Forgive me, I'm not an expert (actually I don't know nothing about the method of characteristics), can you be a little more explicit?

You should get a differential equation reminiscent of the heat equation.

If it's what you mean, my starting point is

##\partial_t f(x,t) = k\partial_x^2 xf(x,t)##

with ##k>0## (there is an error in the first post: when putted in the homogeneous form, the ##+## singns should be ##-##.
For instance, it's a Fokker-Planck equation with no drift.

 

[Orodruin]

Forgive me, I'm not an expert (actually I don't know nothing about the method of characteristics), can you be a little more explicit?

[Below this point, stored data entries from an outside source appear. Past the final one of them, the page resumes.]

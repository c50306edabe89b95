use crate::error::QueryError;
use crate::traits::LanguageModel;
use async_trait::async_trait;
use reqwest::Client;
use serde_json::{json, Value};
use tracing::{debug, info};

/// Chat model served by Ollama. Each prompt is sent as a single user message.
pub struct OllamaModel {
    client: Client,
    url: String,
    model: String,
    temperature: f32,
}

impl OllamaModel {
    pub fn new(url: impl Into<String>, model: impl Into<String>, temperature: f32) -> Self {
        Self {
            client: Client::new(),
            url: url.into().trim_end_matches('/').to_string(),
            model: model.into(),
            temperature,
        }
    }

    pub fn model(&self) -> &str {
        &self.model
    }

    /// Asks the server to download the model, waiting until it is done.
    pub async fn pull(&self) -> Result<String, QueryError> {
        let endpoint = format!("{}/api/pull", self.url);
        info!(model = %self.model, %endpoint, "pulling model");

        let response = self
            .client
            .post(&endpoint)
            .json(&json!({ "model": self.model, "stream": false }))
            .send()
            .await?;

        let body = checked_json(response).await?;
        let status = body["status"].as_str().unwrap_or("unknown").to_string();
        info!(model = %self.model, %status, "pull finished");
        Ok(status)
    }
}

#[async_trait]
impl LanguageModel for OllamaModel {
    async fn complete(&self, prompt: &str) -> Result<String, QueryError> {
        let endpoint = format!("{}/api/chat", self.url);
        let body = json!({
            "model": self.model,
            "messages": [{ "role": "user", "content": prompt }],
            "stream": false,
            "options": {
                "temperature": self.temperature,
            },
        });

        debug!(%endpoint, model = %self.model, prompt_chars = prompt.len(), "chat request");

        let response = self.client.post(&endpoint).json(&body).send().await?;
        let body = checked_json(response).await?;
        parse_chat_response(&body)
    }
}

async fn checked_json(response: reqwest::Response) -> Result<Value, QueryError> {
    if !response.status().is_success() {
        let status = response.status();
        let body = response.text().await.unwrap_or_default();
        return Err(QueryError::BackendResponse {
            backend: "ollama".to_string(),
            details: format!("{status}: {body}"),
        });
    }
    Ok(response.json().await?)
}

fn parse_chat_response(body: &Value) -> Result<String, QueryError> {
    body["message"]["content"]
        .as_str()
        .map(|content| content.trim().to_string())
        .ok_or_else(|| QueryError::BackendResponse {
            backend: "ollama".to_string(),
            details: "missing message.content".to_string(),
        })
}

#[cfg(test)]
mod tests {
    use super::*;
    use crate::config::DEFAULT_OLLAMA_URL;

    #[test]
    fn chat_content_is_extracted_and_trimmed() {
        let body = json!({
            "model": "llama3",
            "message": { "role": "assistant", "content": "  Roll one order die.\n" },
            "done": true
        });

        assert_eq!(
            parse_chat_response(&body).expect("content"),
            "Roll one order die."
        );
    }

    #[test]
    fn chat_without_content_is_a_backend_error() {
        let body = json!({ "error": "model not found" });

        assert!(matches!(
            parse_chat_response(&body),
            Err(QueryError::BackendResponse { .. })
        ));
    }

    #[test]
    fn trailing_slash_is_dropped_from_url() {
        let model = OllamaModel::new("http://localhost:11434/", "llama3", 0.0);
        assert_eq!(model.url, DEFAULT_OLLAMA_URL);
        assert_eq!(model.model(), "llama3");
    }
}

Perfect opportunity to learn then. If given a partial differential equation on the form ##\partial_t f + \vec v(\vec x,t) \cdot \nabla f = \ldots##, where ##\vec v## can be regarded as a velocity field you can introduce new variables ##s## and ##\vec \xi## such that the left-hand side is equal to ##\partial_s f## by finding the characteristics of the velocity field ##\vec v##, i.e., its flow lines. You do this by letting ##s = t## and solving the resulting ordinary differential equation ##\partial{\vec x}/\partial s = \vec v## (note that the resulting ##\vec x## will generally depend on both ##\vec \xi## and ##s##!). In your case, your space is one-dimensional and so you can do away with all the vector arrows. I suggest trying to introduce these new variables and writing down the differential equation in terms of them.

 

[grquanti]

If I understand, you mean:

from

##\partial_t f(x,t) -2a\partial_x f(x,t) = ax\partial_x^2 f(x,t)##

I take ##s## such that

##\partial_s f(x,t) = \partial_t f(x,t) -2a\partial_x f(x,t)##

This implies

## \frac{d}{ds}t=1##
## \frac{d}{ds}x=-2a##

So that

##t(s)=s+c_1##
##x(s)=-2as+c_2##

and I'm left with

##\partial_s f(x(s),t(s))=ax(s)\partial_x^2f(x(s),t(s))##

But I can't understand how to use the parameter ##ξ## and, more in general, I have seen the method is applied when the right hand side of the equation is independent from the solution: if the right hand side is a function ##g(x,t)## , in the characteristic equations I should also consider

##\frac{d}{ds}z=g(x(s),t(x))##

but in my case the function ##g## is ##g=ax\partial_x^2 f## which depends on ##f##

Where are my mistakes?

 

[Orodruin]

and I'm left with

##\partial_s f(x(s),t(s))=ax(s)\partial_x^2f(x(s),t(s))##

This is not necessarily true. Note that
$$
\partial_x = \frac{\partial s}{\partial x} \partial_s + \frac{\partial \xi}{\partial x}\partial_\xi.
$$
This is the reason to call both ##s## and ##\xi## something different from ##t## and ##x## - to keep track of which variables are which.

But I can't understand how to use the parameter ξ

A good choice would be to let ##\xi = x## for ##s = 0##. Also, you can choose to let your integration constant ##c_1## be equal to 0 as this just represents a shift in ##s##. What does the differential equation ##\partial x/\partial s = -2ax## really tell you? (Don't forget the ##x##! As you defined the problem, it is here and not in the second order term.).